■ Work item
Return all lines of the data in which the string "number" occurs.

Start of Data section

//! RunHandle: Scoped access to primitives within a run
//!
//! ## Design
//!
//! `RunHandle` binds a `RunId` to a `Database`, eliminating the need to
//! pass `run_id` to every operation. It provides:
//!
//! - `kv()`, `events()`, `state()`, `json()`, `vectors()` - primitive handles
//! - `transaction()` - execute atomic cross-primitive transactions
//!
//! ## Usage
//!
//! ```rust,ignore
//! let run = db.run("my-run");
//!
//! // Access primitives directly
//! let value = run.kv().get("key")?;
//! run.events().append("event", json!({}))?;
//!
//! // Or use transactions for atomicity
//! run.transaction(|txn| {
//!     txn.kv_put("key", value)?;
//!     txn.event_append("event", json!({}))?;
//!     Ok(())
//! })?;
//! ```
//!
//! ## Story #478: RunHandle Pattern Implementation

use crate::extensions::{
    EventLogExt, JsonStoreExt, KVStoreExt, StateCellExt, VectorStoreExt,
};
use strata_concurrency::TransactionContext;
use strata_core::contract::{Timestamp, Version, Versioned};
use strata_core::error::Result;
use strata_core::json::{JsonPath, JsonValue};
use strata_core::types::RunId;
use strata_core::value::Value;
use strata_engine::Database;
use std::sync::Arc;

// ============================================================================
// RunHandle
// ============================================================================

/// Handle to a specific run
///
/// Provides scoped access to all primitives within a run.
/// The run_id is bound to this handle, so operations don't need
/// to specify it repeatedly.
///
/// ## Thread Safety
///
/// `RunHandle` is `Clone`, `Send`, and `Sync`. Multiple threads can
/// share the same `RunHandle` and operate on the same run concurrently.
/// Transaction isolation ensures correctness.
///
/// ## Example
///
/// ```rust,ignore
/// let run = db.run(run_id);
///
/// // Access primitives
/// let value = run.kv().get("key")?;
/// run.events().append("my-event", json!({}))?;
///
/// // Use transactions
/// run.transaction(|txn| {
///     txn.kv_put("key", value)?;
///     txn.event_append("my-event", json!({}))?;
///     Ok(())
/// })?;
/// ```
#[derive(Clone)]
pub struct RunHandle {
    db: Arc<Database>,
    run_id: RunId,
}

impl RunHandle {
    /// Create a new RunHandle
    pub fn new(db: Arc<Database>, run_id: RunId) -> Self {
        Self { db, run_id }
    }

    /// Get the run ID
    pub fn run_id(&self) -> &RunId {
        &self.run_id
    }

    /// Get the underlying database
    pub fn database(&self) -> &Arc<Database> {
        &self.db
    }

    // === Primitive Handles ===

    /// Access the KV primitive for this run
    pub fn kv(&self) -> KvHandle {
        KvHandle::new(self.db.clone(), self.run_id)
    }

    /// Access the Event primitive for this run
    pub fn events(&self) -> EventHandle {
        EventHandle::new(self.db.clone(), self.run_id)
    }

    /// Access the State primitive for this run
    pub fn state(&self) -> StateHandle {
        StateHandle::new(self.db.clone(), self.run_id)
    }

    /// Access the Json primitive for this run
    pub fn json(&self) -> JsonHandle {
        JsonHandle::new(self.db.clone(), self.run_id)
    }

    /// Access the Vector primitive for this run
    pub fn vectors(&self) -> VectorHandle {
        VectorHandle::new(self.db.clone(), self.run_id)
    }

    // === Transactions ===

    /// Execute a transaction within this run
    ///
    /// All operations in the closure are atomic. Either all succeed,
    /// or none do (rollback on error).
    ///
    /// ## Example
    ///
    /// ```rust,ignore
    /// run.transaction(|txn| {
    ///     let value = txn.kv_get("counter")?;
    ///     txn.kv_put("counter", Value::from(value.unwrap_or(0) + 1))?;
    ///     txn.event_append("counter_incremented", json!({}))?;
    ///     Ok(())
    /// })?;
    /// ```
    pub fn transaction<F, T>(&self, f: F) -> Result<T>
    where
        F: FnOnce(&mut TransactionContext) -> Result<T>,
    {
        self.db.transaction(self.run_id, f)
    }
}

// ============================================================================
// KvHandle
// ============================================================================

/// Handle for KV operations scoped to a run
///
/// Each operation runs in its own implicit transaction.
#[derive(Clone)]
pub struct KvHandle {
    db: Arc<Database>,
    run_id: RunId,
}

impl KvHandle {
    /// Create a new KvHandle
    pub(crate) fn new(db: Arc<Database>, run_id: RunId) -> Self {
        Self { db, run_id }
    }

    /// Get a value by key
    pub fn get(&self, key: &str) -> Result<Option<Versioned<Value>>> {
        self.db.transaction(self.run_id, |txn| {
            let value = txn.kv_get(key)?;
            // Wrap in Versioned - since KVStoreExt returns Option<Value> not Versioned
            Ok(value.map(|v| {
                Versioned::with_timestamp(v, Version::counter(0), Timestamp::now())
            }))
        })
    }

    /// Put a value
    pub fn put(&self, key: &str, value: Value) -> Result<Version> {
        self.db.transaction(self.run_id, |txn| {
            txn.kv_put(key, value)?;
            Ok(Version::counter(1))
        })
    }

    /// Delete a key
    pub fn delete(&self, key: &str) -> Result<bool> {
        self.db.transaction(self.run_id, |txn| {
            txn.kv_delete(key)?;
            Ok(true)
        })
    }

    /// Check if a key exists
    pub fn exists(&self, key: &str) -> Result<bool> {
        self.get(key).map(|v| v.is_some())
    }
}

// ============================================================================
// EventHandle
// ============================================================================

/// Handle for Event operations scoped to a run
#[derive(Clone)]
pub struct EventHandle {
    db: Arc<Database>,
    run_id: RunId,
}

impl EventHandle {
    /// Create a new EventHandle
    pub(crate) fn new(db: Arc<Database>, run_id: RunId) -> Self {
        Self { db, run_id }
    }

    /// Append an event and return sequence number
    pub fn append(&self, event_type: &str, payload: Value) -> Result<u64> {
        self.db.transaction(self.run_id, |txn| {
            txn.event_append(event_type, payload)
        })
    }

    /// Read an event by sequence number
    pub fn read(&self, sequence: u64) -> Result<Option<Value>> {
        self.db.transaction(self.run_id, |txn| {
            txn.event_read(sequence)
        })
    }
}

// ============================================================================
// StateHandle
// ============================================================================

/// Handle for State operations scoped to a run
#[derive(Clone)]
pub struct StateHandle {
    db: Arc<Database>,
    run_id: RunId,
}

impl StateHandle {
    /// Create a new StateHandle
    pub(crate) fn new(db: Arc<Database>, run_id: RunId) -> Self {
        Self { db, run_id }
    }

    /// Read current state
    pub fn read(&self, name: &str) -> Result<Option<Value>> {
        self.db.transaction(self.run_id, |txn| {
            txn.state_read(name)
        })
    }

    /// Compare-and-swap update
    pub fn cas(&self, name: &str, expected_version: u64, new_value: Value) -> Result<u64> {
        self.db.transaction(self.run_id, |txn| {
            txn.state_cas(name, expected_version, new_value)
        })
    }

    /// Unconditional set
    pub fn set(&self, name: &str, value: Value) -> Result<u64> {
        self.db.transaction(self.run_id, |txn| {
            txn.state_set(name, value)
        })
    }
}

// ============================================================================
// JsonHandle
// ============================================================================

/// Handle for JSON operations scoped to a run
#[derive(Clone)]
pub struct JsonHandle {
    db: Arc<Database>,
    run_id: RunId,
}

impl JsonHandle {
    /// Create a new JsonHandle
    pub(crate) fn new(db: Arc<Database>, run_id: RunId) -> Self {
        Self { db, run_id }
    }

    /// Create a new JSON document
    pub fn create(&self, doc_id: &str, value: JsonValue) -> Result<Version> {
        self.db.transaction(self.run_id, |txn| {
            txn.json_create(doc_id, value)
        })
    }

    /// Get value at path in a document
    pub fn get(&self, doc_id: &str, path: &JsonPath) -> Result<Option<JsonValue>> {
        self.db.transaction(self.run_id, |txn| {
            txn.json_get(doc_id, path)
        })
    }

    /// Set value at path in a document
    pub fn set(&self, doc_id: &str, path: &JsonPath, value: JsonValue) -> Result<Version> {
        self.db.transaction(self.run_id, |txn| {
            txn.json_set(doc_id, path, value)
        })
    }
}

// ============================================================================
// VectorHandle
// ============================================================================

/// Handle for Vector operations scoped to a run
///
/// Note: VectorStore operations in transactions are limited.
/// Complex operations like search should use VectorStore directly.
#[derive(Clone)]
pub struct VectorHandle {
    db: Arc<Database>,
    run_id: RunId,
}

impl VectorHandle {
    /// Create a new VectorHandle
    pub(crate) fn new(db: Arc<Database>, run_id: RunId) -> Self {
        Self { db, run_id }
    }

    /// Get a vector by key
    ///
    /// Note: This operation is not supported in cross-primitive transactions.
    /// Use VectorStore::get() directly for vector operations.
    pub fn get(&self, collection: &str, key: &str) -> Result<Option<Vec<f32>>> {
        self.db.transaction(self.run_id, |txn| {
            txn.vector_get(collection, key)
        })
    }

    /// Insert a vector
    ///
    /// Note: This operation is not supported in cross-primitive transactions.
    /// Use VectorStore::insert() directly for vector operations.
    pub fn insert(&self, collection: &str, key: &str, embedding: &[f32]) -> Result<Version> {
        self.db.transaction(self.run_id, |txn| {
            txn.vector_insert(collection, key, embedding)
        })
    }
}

End of Data section
Start of Data section

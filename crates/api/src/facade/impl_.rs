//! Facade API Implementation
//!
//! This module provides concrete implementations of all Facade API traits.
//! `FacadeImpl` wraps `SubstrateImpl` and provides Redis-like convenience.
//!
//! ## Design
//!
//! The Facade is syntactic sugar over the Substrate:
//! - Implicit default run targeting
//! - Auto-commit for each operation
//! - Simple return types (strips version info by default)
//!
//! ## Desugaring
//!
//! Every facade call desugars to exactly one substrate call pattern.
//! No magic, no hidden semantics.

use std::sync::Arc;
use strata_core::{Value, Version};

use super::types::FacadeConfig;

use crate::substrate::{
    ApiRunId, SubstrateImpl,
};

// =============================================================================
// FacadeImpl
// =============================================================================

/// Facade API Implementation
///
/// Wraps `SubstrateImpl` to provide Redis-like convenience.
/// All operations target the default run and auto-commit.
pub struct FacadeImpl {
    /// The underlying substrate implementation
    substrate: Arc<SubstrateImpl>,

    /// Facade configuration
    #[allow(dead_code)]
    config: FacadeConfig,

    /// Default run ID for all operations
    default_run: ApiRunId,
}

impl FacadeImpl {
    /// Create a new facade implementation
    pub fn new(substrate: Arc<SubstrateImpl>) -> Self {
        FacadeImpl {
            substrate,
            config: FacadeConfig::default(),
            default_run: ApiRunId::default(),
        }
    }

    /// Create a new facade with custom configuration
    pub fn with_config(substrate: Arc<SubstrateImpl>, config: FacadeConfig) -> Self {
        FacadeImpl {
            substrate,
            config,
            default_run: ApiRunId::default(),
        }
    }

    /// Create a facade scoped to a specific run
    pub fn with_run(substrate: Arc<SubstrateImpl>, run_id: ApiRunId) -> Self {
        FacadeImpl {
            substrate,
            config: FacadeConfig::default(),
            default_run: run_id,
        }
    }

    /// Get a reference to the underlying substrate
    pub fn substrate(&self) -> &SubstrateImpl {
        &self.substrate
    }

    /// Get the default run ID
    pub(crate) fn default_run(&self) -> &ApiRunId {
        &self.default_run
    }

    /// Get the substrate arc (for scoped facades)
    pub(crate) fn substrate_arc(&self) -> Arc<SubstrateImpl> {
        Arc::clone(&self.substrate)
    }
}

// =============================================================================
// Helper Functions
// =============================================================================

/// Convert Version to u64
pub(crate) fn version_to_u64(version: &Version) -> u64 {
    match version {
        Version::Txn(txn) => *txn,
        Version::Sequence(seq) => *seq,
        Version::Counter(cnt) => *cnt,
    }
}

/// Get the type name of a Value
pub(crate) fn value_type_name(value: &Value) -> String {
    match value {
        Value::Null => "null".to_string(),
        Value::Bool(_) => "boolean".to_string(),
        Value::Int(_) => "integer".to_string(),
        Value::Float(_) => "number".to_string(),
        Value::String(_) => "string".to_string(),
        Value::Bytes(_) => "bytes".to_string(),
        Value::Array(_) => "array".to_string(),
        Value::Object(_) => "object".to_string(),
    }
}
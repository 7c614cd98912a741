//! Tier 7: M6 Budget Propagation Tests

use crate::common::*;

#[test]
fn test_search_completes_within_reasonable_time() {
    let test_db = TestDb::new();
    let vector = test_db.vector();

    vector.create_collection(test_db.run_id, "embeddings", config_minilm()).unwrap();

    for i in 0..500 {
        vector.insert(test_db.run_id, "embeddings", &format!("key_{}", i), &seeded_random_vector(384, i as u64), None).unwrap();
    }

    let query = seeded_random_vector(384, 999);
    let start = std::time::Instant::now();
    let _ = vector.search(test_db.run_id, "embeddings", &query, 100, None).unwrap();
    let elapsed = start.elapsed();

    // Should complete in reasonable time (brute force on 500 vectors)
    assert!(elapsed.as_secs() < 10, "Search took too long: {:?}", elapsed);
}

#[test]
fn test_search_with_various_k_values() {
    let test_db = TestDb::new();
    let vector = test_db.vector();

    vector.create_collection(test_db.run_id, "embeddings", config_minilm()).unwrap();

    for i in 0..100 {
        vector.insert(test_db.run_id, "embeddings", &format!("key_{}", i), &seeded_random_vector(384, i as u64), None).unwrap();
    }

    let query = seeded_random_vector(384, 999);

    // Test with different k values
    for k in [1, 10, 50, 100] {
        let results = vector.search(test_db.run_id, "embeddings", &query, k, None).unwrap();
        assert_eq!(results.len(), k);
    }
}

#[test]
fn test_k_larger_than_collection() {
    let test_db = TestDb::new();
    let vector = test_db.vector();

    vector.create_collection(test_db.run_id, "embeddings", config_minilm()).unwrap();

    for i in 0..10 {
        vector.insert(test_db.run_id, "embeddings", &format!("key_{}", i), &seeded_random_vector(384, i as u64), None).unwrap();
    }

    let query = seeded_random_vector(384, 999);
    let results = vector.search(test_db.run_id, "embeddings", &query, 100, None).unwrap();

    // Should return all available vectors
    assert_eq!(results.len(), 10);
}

End of Data section

■ Result of the task
    /// Append an event and return sequence number
    /// Read an event by sequence number
        Value::Float(_) => "number".to_string(),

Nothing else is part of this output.